Der Schriftsteller Christoph Ransmayr, nach Auskunft seines Freundes Reinhold Messner ein guter Tourengeher, hat angemerkt, dass Flugzeuge zwar die Reisezeiten rund um den Globus absurd verkürzt haben, die Entfernungen aber „nach wie vor ungeheuerlich sind“. „Vergessen wir nicht", betont Ransmayr, "dass eine Luftlinie eben nur eine Linie und kein Weg ist und dass wir, physiognomisch gesehen, Fußgänger und Läufer sind.“
Ultra-Leicht-Rucksack und High-End-Trekkingstock
Aus dieser Perspektive sind noch die best-ausgerüsteten Wanderer des 21. Jahrhunderts mit ihren Proteinriegeln im Ultraleicht-Rucksack und faltbaren High-End-Trekkingstöcken in der Hand in den Spuren der ersten aufrecht gehenden Steppen-Bewohner unterwegs.
Hitze blieb Hitze, Erschöpfung Erschöpfung, Fußschmerz Fußschmerz, kühles Wasser die köstlichste Labsal - auch wenn das heutige Freizeitwandern nichts mehr von der einstigen Notwendigkeit des Gehens und Laufens hat. Oder vielleicht doch? Jedenfalls für manche?
Die ehemalige Ausnahme-Biathletin und ausgebildete Bergführerin Laura Dahlmeier meinte anlässlich ihrer Besteigung der fast 7000 Meter hohen Ama Dablam in Nepal, dass ihr die Anstrengung ein Gefühl von Lebendigkeit gibt, das sie anders nicht haben kann.
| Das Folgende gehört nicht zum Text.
use std::fmt;
use std::str::FromStr;

use chrono::{DateTime, Utc};
use serde::{Deserialize, Serialize};
use serde_json::Value as JsonValue;

/// Domain type tag declared on a schema field.
///
/// The tag drives both the column type used in `CREATE TABLE` and the value conversion applied
/// when values travel to and from the database. Kinds a schema provider declares that this
/// adapter has no column type for are carried as [`FieldKind::Other`].
///
/// ```rust
/// use sqlite_storage_adapter::prelude::*;
///
/// let kind: FieldKind = "varchar".parse().unwrap();
/// assert_eq!(kind, FieldKind::Varchar);
/// assert_eq!(kind.storage_class(), Some(StorageClass::Text));
/// ```
#[derive(Debug, Clone, PartialEq, Eq, Hash, Serialize, Deserialize)]
#[serde(from = "String", into = "String")]
pub enum FieldKind {
    Text,
    Varchar,
    Character,
    Json,
    Uuid,
    Numeric,
    Date,
    Datetime,
    Decimal,
    Integer,
    Boolean,
    Tinyint,
    Smallint,
    Mediumint,
    Bigint,
    Real,
    Double,
    Float,
    Blob,
    /// A kind without a storage mapping in this adapter.
    Other(String),
}

/// Column type affinity emitted in DDL.
#[derive(Debug, Clone, Copy, PartialEq, Eq, Hash)]
pub enum StorageClass {
    Text,
    Numeric,
    Integer,
    Real,
    Blob,
}

impl StorageClass {
    #[must_use]
    pub fn as_sql(self) -> &'static str {
        match self {
            StorageClass::Text => "TEXT",
            StorageClass::Numeric => "NUMERIC",
            StorageClass::Integer => "INTEGER",
            StorageClass::Real => "REAL",
            StorageClass::Blob => "BLOB",
        }
    }
}

impl fmt::Display for StorageClass {
    fn fmt(&self, f: &mut fmt::Formatter<'_>) -> fmt::Result {
        f.write_str(self.as_sql())
    }
}

/// Value conversion applied for a kind, in both directions.
#[derive(Debug, Clone, Copy, PartialEq, Eq)]
pub(crate) enum Codec {
    Boolean,
    Json,
    /// `parse_on_read` is only set for INTEGER itself; the other integer kinds pass through on read.
    Integer { parse_on_read: bool },
    Float,
    Timestamp,
    Passthrough,
}

impl FieldKind {
    /// Storage class and codec for every kind.
    pub(crate) fn descriptor(&self) -> (Option<StorageClass>, Codec) {
        match self {
            FieldKind::Text | FieldKind::Varchar | FieldKind::Character | FieldKind::Uuid => {
                (Some(StorageClass::Text), Codec::Passthrough)
            }
            FieldKind::Json => (Some(StorageClass::Text), Codec::Json),
            FieldKind::Numeric | FieldKind::Decimal => {
                (Some(StorageClass::Numeric), Codec::Passthrough)
            }
            FieldKind::Date | FieldKind::Datetime => {
                (Some(StorageClass::Numeric), Codec::Timestamp)
            }
            FieldKind::Integer => (
                Some(StorageClass::Integer),
                Codec::Integer {
                    parse_on_read: true,
                },
            ),
            FieldKind::Boolean => (Some(StorageClass::Integer), Codec::Boolean),
            FieldKind::Tinyint | FieldKind::Smallint | FieldKind::Mediumint | FieldKind::Bigint => (
                Some(StorageClass::Integer),
                Codec::Integer {
                    parse_on_read: false,
                },
            ),
            FieldKind::Real | FieldKind::Double | FieldKind::Float => {
                (Some(StorageClass::Real), Codec::Float)
            }
            FieldKind::Blob => (Some(StorageClass::Blob), Codec::Passthrough),
            FieldKind::Other(_) => (None, Codec::Passthrough),
        }
    }

    /// Column type for this kind, or `None` when the adapter has no mapping.
    #[must_use]
    pub fn storage_class(&self) -> Option<StorageClass> {
        self.descriptor().0
    }

    #[must_use]
    pub fn as_str(&self) -> &str {
        match self {
            FieldKind::Text => "TEXT",
            FieldKind::Varchar => "VARCHAR",
            FieldKind::Character => "CHARACTER",
            FieldKind::Json => "JSON",
            FieldKind::Uuid => "UUID",
            FieldKind::Numeric => "NUMERIC",
            FieldKind::Date => "DATE",
            FieldKind::Datetime => "DATETIME",
            FieldKind::Decimal => "DECIMAL",
            FieldKind::Integer => "INTEGER",
            FieldKind::Boolean => "BOOLEAN",
            FieldKind::Tinyint => "TINYINT",
            FieldKind::Smallint => "SMALLINT",
            FieldKind::Mediumint => "MEDIUMINT",
            FieldKind::Bigint => "BIGINT",
            FieldKind::Real => "REAL",
            FieldKind::Double => "DOUBLE",
            FieldKind::Float => "FLOAT",
            FieldKind::Blob => "BLOB",
            FieldKind::Other(name) => name,
        }
    }
}

impl fmt::Display for FieldKind {
    fn fmt(&self, f: &mut fmt::Formatter<'_>) -> fmt::Result {
        f.write_str(self.as_str())
    }
}

impl FromStr for FieldKind {
    type Err = std::convert::Infallible;

    fn from_str(s: &str) -> Result<Self, Self::Err> {
        let kind = match s.trim().to_ascii_uppercase().as_str() {
            "TEXT" => FieldKind::Text,
            "VARCHAR" => FieldKind::Varchar,
            "CHARACTER" => FieldKind::Character,
            "JSON" => FieldKind::Json,
            "UUID" => FieldKind::Uuid,
            "NUMERIC" => FieldKind::Numeric,
            "DATE" => FieldKind::Date,
            "DATETIME" => FieldKind::Datetime,
            "DECIMAL" => FieldKind::Decimal,
            "INTEGER" => FieldKind::Integer,
            "BOOLEAN" => FieldKind::Boolean,
            "TINYINT" => FieldKind::Tinyint,
            "SMALLINT" => FieldKind::Smallint,
            "MEDIUMINT" => FieldKind::Mediumint,
            "BIGINT" => FieldKind::Bigint,
            "REAL" => FieldKind::Real,
            "DOUBLE" => FieldKind::Double,
            "FLOAT" => FieldKind::Float,
            "BLOB" => FieldKind::Blob,
            _ => FieldKind::Other(s.trim().to_string()),
        };
        Ok(kind)
    }
}

impl From<String> for FieldKind {
    fn from(value: String) -> Self {
        match value.parse() {
            Ok(kind) => kind,
            Err(never) => match never {},
        }
    }
}

impl From<FieldKind> for String {
    fn from(kind: FieldKind) -> Self {
        kind.as_str().to_string()
    }
}

/// Domain-side value of a single field.
///
/// Reuse the same enum for every kind so models do not need to branch on driver types:
/// ```rust
/// use sqlite_storage_adapter::prelude::*;
///
/// let values = vec![
///     FieldValue::Int(1),
///     FieldValue::Text("alice".into()),
///     FieldValue::Bool(true),
/// ];
/// # let _ = values;
/// ```
#[derive(Debug, Clone, PartialEq, Default)]
pub enum FieldValue {
    /// No value; stored as NULL
    #[default]
    Absent,
    Bool(bool),
    Int(i64),
    Float(f64),
    Text(String),
    Json(JsonValue),
    Timestamp(DateTime<Utc>),
    Blob(Vec<u8>),
}

impl FieldValue {
    #[must_use]
    pub fn is_absent(&self) -> bool {
        matches!(self, Self::Absent)
    }

    #[must_use]
    pub fn as_bool(&self) -> Option<bool> {
        if let FieldValue::Bool(value) = self {
            Some(*value)
        } else {
            None
        }
    }

    #[must_use]
    pub fn as_int(&self) -> Option<i64> {
        if let FieldValue::Int(value) = self {
            Some(*value)
        } else {
            None
        }
    }

    #[must_use]
    pub fn as_float(&self) -> Option<f64> {
        match self {
            FieldValue::Float(value) => Some(*value),
            #[allow(clippy::cast_precision_loss)]
            FieldValue::Int(value) => Some(*value as f64),
            _ => None,
        }
    }

    #[must_use]
    pub fn as_text(&self) -> Option<&str> {
        if let FieldValue::Text(value) = self {
            Some(value)
        } else {
            None
        }
    }

    #[must_use]
    pub fn as_json(&self) -> Option<&JsonValue> {
        if let FieldValue::Json(value) = self {
            Some(value)
        } else {
            None
        }
    }

    #[must_use]
    pub fn as_timestamp(&self) -> Option<DateTime<Utc>> {
        if let FieldValue::Timestamp(value) = self {
            Some(*value)
        } else {
            None
        }
    }

    #[must_use]
    pub fn as_blob(&self) -> Option<&[u8]> {
        if let FieldValue::Blob(bytes) = self {
            Some(bytes)
        } else {
            None
        }
    }
}

impl From<bool> for FieldValue {
    fn from(value: bool) -> Self {
        FieldValue::Bool(value)
    }
}

impl From<i64> for FieldValue {
    fn from(value: i64) -> Self {
        FieldValue::Int(value)
    }
}

impl From<i32> for FieldValue {
    fn from(value: i32) -> Self {
        FieldValue::Int(i64::from(value))
    }
}

impl From<f64> for FieldValue {
    fn from(value: f64) -> Self {
        FieldValue::Float(value)
    }
}

impl From<String> for FieldValue {
    fn from(value: String) -> Self {
        FieldValue::Text(value)
    }
}

impl From<&str> for FieldValue {
    fn from(value: &str) -> Self {
        FieldValue::Text(value.to_string())
    }
}

impl From<JsonValue> for FieldValue {
    fn from(value: JsonValue) -> Self {
        FieldValue::Json(value)
    }
}

impl From<DateTime<Utc>> for FieldValue {
    fn from(value: DateTime<Utc>) -> Self {
        FieldValue::Timestamp(value)
    }
}

impl From<Vec<u8>> for FieldValue {
    fn from(value: Vec<u8>) -> Self {
        FieldValue::Blob(value)
    }
}

impl<T: Into<FieldValue>> From<Option<T>> for FieldValue {
    fn from(value: Option<T>) -> Self {
        value.map_or(FieldValue::Absent, Into::into)
    }
}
Der Philosoph Helmuth Plessner hätte das vermutlich gut verstanden. Laut Plessner gilt für den Menschen, dass er einerseits einen Körper hat und andererseits, mehr oder weniger unbewusst, stets dieser Körper ist – Plessner sprach von „Leib sein“. Wandern ist wohl die einfachste Art, beide Daseins-Modi ausführlich und zugleich zu erleben – in erster Linie aber das nachhaltige Bewusstsein, einen Körper zu haben.
Wandern lässt sich gut dosieren
Laura Dahlmeier ist das viel wert. Obwohl drei ihrer Freunde tödlich verunglückt sind, zieht es sie weiterhin in die Berge. Das entwertet keinesfalls die übersichtliche Flachland-Wanderung um den nächsten See. Eher im Gegenteil: Wandern lässt sich je nach Leistungskraft und -wunsch genau dosieren. Es gibt kaum niederschwelligere Aktivitäten.
Übrigens: Nach der Rückkehr vom Großvenediger gingen auf der Berghütte die Ansichten in unserer Gruppe auseinander. Die einen wollten eine solche Tour gern wieder erleben, die anderen lieber nicht. Aber niemand bedauerte es, dieses Mal den Gipfel erklommen zu haben. Und alle waren sich ihres entkräfteten Körpers so bewusst, dass sie nach dem Abendessen direkt ins Bett fielen – um schlafend nur noch Leib zu sein.